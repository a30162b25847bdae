//! Identifier extraction: proforma number, order number, order reference.
//!
//! Two strategies, tried in order: anchor-proximity over the block
//! geometry, then regex lookups over the flattened page text. Each
//! identifier reports a fixed confidence on success; the strategy that
//! found it does not change the score.

use regex::Regex;

use crate::layout::{group_rows, y_overlap_ratio};
use crate::models::block::Block;
use crate::text::normalize;

use super::patterns::{
    LINE_ANY_ID, LINE_LEAD_ID, ORDER_LABEL_ONLY, ORDER_TOKEN, ROW_ORDER_AFTER, ROW_ORDER_BEFORE,
    RX_ID_TOKEN, RX_ID_VALID, RX_REF_YYYY_SLASH, TXT_ORDER_LABELED, TXT_ORDER_TRAILING,
};

/// Overlap required for a value block on the anchor's row.
const ANCHOR_OVERLAP: f64 = 0.6;
/// Relaxed overlap for the widened second pass.
const ANCHOR_OVERLAP_WIDE: f64 = 0.4;
/// Residual overlap under which a following row no longer counts as
/// adjacent to an order label's row.
const NEXT_ROW_OVERLAP: f64 = 0.20;

/// Find a labeled value on the label's own visual row.
///
/// The first block matching `anchor` is the base. An inline capture
/// (label and value in one block, via `inline`) wins outright; else the
/// blocks strictly right of the base within `max_dx` and with vertical
/// overlap >= 0.6 are scanned rightmost-first for an identifier token.
/// A second pass doubles the distance budget and relaxes the overlap
/// to 0.4.
pub fn same_row_right_value(
    anchor: &Regex,
    inline: &Regex,
    blocks: &[Block],
    max_dx: f64,
) -> Option<String> {
    let base = blocks.iter().find(|b| anchor.is_match(&b.text))?;

    if let Some(caps) = inline.captures(&base.text) {
        if let Some(value) = caps.get(1) {
            let value = value.as_str().trim();
            // The inline pattern can backtrack into capturing a trailing
            // label word ("PROFORMA INVOICE" -> "INVOICE"); an identifier
            // must carry at least one digit.
            if RX_ID_VALID.is_match(value) && value.chars().any(|c| c.is_ascii_digit()) {
                return Some(value.to_string());
            }
        }
    }

    for (dx, min_overlap) in [(max_dx, ANCHOR_OVERLAP), (max_dx * 2.0, ANCHOR_OVERLAP_WIDE)] {
        let mut window: Vec<&Block> = blocks
            .iter()
            .filter(|b| {
                b.page == base.page
                    && b.x0() > base.x1()
                    && (b.x0() - base.x1()) <= dx
                    && y_overlap_ratio(&b.bbox, &base.bbox) >= min_overlap
            })
            .collect();
        // rightmost first, then highest overlap
        window.sort_by(|a, b| {
            let ka = (-a.x0(), -y_overlap_ratio(&a.bbox, &base.bbox));
            let kb = (-b.x0(), -y_overlap_ratio(&b.bbox, &base.bbox));
            ka.partial_cmp(&kb).unwrap_or(std::cmp::Ordering::Equal)
        });

        for candidate in window {
            if let Some(caps) = RX_ID_TOKEN.captures(&candidate.text) {
                if let Some(token) = caps.get(1) {
                    return Some(token.as_str().trim().to_string());
                }
            }
        }
    }

    None
}

/// Order number from the label's visual row.
///
/// Scans rows top to bottom for an order label, then the blocks right
/// of the label within the row, then the label block itself, and
/// finally the next row when it still overlaps the label's row.
pub fn find_order_number_from_rows(blocks: &[Block], overlap_min: f64) -> Option<String> {
    let rows = group_rows(blocks, overlap_min);

    for (idx, row) in rows.iter().enumerate() {
        let row_text = row.text();
        if !ROW_ORDER_BEFORE.is_match(&row_text) && !ROW_ORDER_AFTER.is_match(&row_text) {
            continue;
        }

        let Some(anchor_idx) = row
            .blocks
            .iter()
            .position(|b| ORDER_LABEL_ONLY.is_match(&b.text))
        else {
            continue;
        };

        for block in &row.blocks[anchor_idx + 1..] {
            if let Some(caps) = ORDER_TOKEN.captures(&block.text) {
                return Some(caps[1].to_string());
            }
        }

        if let Some(caps) = ORDER_TOKEN.captures(&row.blocks[anchor_idx].text) {
            return Some(caps[1].to_string());
        }

        if let Some(next) = rows.get(idx + 1) {
            if y_overlap_ratio(&row.lead_bbox(), &next.lead_bbox()) >= NEXT_ROW_OVERLAP {
                for block in &next.blocks {
                    if let Some(caps) = ORDER_TOKEN.captures(&block.text) {
                        return Some(caps[1].to_string());
                    }
                }
            }
        }
    }

    None
}

/// Order number from the flattened document text.
///
/// Tolerates the label and the number on one line, separated by
/// punctuation of varying width, or up to two lines apart.
pub fn find_order_number_text(blocks: &[Block]) -> Option<String> {
    let text = normalize(
        &blocks
            .iter()
            .map(|b| b.text.as_str())
            .collect::<Vec<_>>()
            .join("\n"),
    );

    if let Some(caps) = TXT_ORDER_LABELED.captures(&text) {
        return Some(caps[1].to_string());
    }
    if let Some(caps) = TXT_ORDER_TRAILING.captures(&text) {
        return Some(caps[1].to_string());
    }

    let lines: Vec<&str> = text.lines().map(str::trim).filter(|l| !l.is_empty()).collect();
    for (i, line) in lines.iter().enumerate() {
        if !ORDER_LABEL_ONLY.is_match(line) {
            continue;
        }
        if let Some(caps) = LINE_ANY_ID.captures(line) {
            return Some(caps[1].to_string());
        }
        for follower in lines.iter().skip(i + 1).take(2) {
            if let Some(caps) = LINE_LEAD_ID.captures(follower) {
                return Some(caps[1].to_string());
            }
        }
    }

    None
}

/// Year-slash order reference ("2024/00321") anywhere in the text.
pub fn find_order_reference(text: &str) -> Option<String> {
    RX_REF_YYYY_SLASH.captures(text).map(|caps| caps[1].to_string())
}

## THE TASK
Output the whole listing above again, word for word.

## ANSWER TO THE EXERCISE
repository a30162b25847bdae
//! Identifier extraction: proforma number, order number, order reference.
//!
//! Two strategies, tried in order: anchor-proximity over the block
//! geometry, then regex lookups over the flattened page text. Each
//! identifier reports a fixed confidence on success; the strategy that
//! found it does not change the score.

use regex::Regex;

use crate::layout::{group_rows, y_overlap_ratio};
use crate::models::block::Block;
use crate::text::normalize;

use super::patterns::{
    LINE_ANY_ID, LINE_LEAD_ID, ORDER_LABEL_ONLY, ORDER_TOKEN, ROW_ORDER_AFTER, ROW_ORDER_BEFORE,
    RX_ID_TOKEN, RX_ID_VALID, RX_REF_YYYY_SLASH, TXT_ORDER_LABELED, TXT_ORDER_TRAILING,
};

/// Overlap required for a value block on the anchor's row.
const ANCHOR_OVERLAP: f64 = 0.6;
/// Relaxed overlap for the widened second pass.
const ANCHOR_OVERLAP_WIDE: f64 = 0.4;
/// Residual overlap under which a following row no longer counts as
/// adjacent to an order label's row.
const NEXT_ROW_OVERLAP: f64 = 0.20;

/// Find a labeled value on the label's own visual row.
///
/// The first block matching `anchor` is the base. An inline capture
/// (label and value in one block, via `inline`) wins outright; else the
/// blocks strictly right of the base within `max_dx` and with vertical
/// overlap >= 0.6 are scanned rightmost-first for an identifier token.
/// A second pass doubles the distance budget and relaxes the overlap
/// to 0.4.
pub fn same_row_right_value(
    anchor: &Regex,
    inline: &Regex,
    blocks: &[Block],
    max_dx: f64,
) -> Option<String> {
    let base = blocks.iter().find(|b| anchor.is_match(&b.text))?;

    if let Some(caps) = inline.captures(&base.text) {
        if let Some(value) = caps.get(1) {
            let value = value.as_str().trim();
            // The inline pattern can backtrack into capturing a trailing
            // label word ("PROFORMA INVOICE" -> "INVOICE"); an identifier
            // must carry at least one digit.
            if RX_ID_VALID.is_match(value) && value.chars().any(|c| c.is_ascii_digit()) {
                return Some(value.to_string());
            }
        }
    }

    for (dx, min_overlap) in [(max_dx, ANCHOR_OVERLAP), (max_dx * 2.0, ANCHOR_OVERLAP_WIDE)] {
        let mut window: Vec<&Block> = blocks
            .iter()
            .filter(|b| {
                b.page == base.page
                    && b.x0() > base.x1()
                    && (b.x0() - base.x1()) <= dx
                    && y_overlap_ratio(&b.bbox, &base.bbox) >= min_overlap
            })
            .collect();
        // rightmost first, then highest overlap
        window.sort_by(|a, b| {
            let ka = (-a.x0(), -y_overlap_ratio(&a.bbox, &base.bbox));
            let kb = (-b.x0(), -y_overlap_ratio(&b.bbox, &base.bbox));
            ka.partial_cmp(&kb).unwrap_or(std::cmp::Ordering::Equal)
        });

        for candidate in window {
            if let Some(caps) = RX_ID_TOKEN.captures(&candidate.text) {
                if let Some(token) = caps.get(1) {
                    return Some(token.as_str().trim().to_string());
                }
            }
        }
    }

    None
}

/// Order number from the label's visual row.
///
/// Scans rows top to bottom for an order label, then the blocks right
/// of the label within the row, then the label block itself, and
/// finally the next row when it still overlaps the label's row.
pub fn find_order_number_from_rows(blocks: &[Block], overlap_min: f64) -> Option<String> {
    let rows = group_rows(blocks, overlap_min);

    for (idx, row) in rows.iter().enumerate() {
        let row_text = row.text();
        if !ROW_ORDER_BEFORE.is_match(&row_text) && !ROW_ORDER_AFTER.is_match(&row_text) {
            continue;
        }

        let Some(anchor_idx) = row
            .blocks
            .iter()
            .position(|b| ORDER_LABEL_ONLY.is_match(&b.text))
        else {
            continue;
        };

        for block in &row.blocks[anchor_idx + 1..] {
            if let Some(caps) = ORDER_TOKEN.captures(&block.text) {
                return Some(caps[1].to_string());
            }
        }

        if let Some(caps) = ORDER_TOKEN.captures(&row.blocks[anchor_idx].text) {
            return Some(caps[1].to_string());
        }

        if let Some(next) = rows.get(idx + 1) {
            if y_overlap_ratio(&row.lead_bbox(), &next.lead_bbox()) >= NEXT_ROW_OVERLAP {
                for block in &next.blocks {
                    if let Some(caps) = ORDER_TOKEN.captures(&block.text) {
                        return Some(caps[1].to_string());
                    }
                }
            }
        }
    }

    None
}

/// Order number from the flattened document text.
///
/// Tolerates the label and the number on one line, separated by
/// punctuation of varying width, or up to two lines apart.
pub fn find_order_number_text(blocks: &[Block]) -> Option<String> {
    let text = normalize(
        &blocks
            .iter()
            .map(|b| b.text.as_str())
            .collect::<Vec<_>>()
            .join("\n"),
    );

    if let Some(caps) = TXT_ORDER_LABELED.captures(&text) {
        return Some(caps[1].to_string());
    }
    if let Some(caps) = TXT_ORDER_TRAILING.captures(&text) {
        return Some(caps[1].to_string());
    }

    let lines: Vec<&str> = text.lines().map(str::trim).filter(|l| !l.is_empty()).collect();
    for (i, line) in lines.iter().enumerate() {
        if !ORDER_LABEL_ONLY.is_match(line) {
            continue;
        }
        if let Some(caps) = LINE_ANY_ID.captures(line) {
            return Some(caps[1].to_string());
        }
        for follower in lines.iter().skip(i + 1).take(2) {
            if let Some(caps) = LINE_LEAD_ID.captures(follower) {
                return Some(caps[1].to_string());
            }
        }
    }

    None
}

/// Year-slash order reference ("2024/00321") anywhere in the text.
pub fn find_order_reference(text: &str) -> Option<String> {
    RX_REF_YYYY_SLASH.captures(text).map(|caps| caps[1].to_string())
}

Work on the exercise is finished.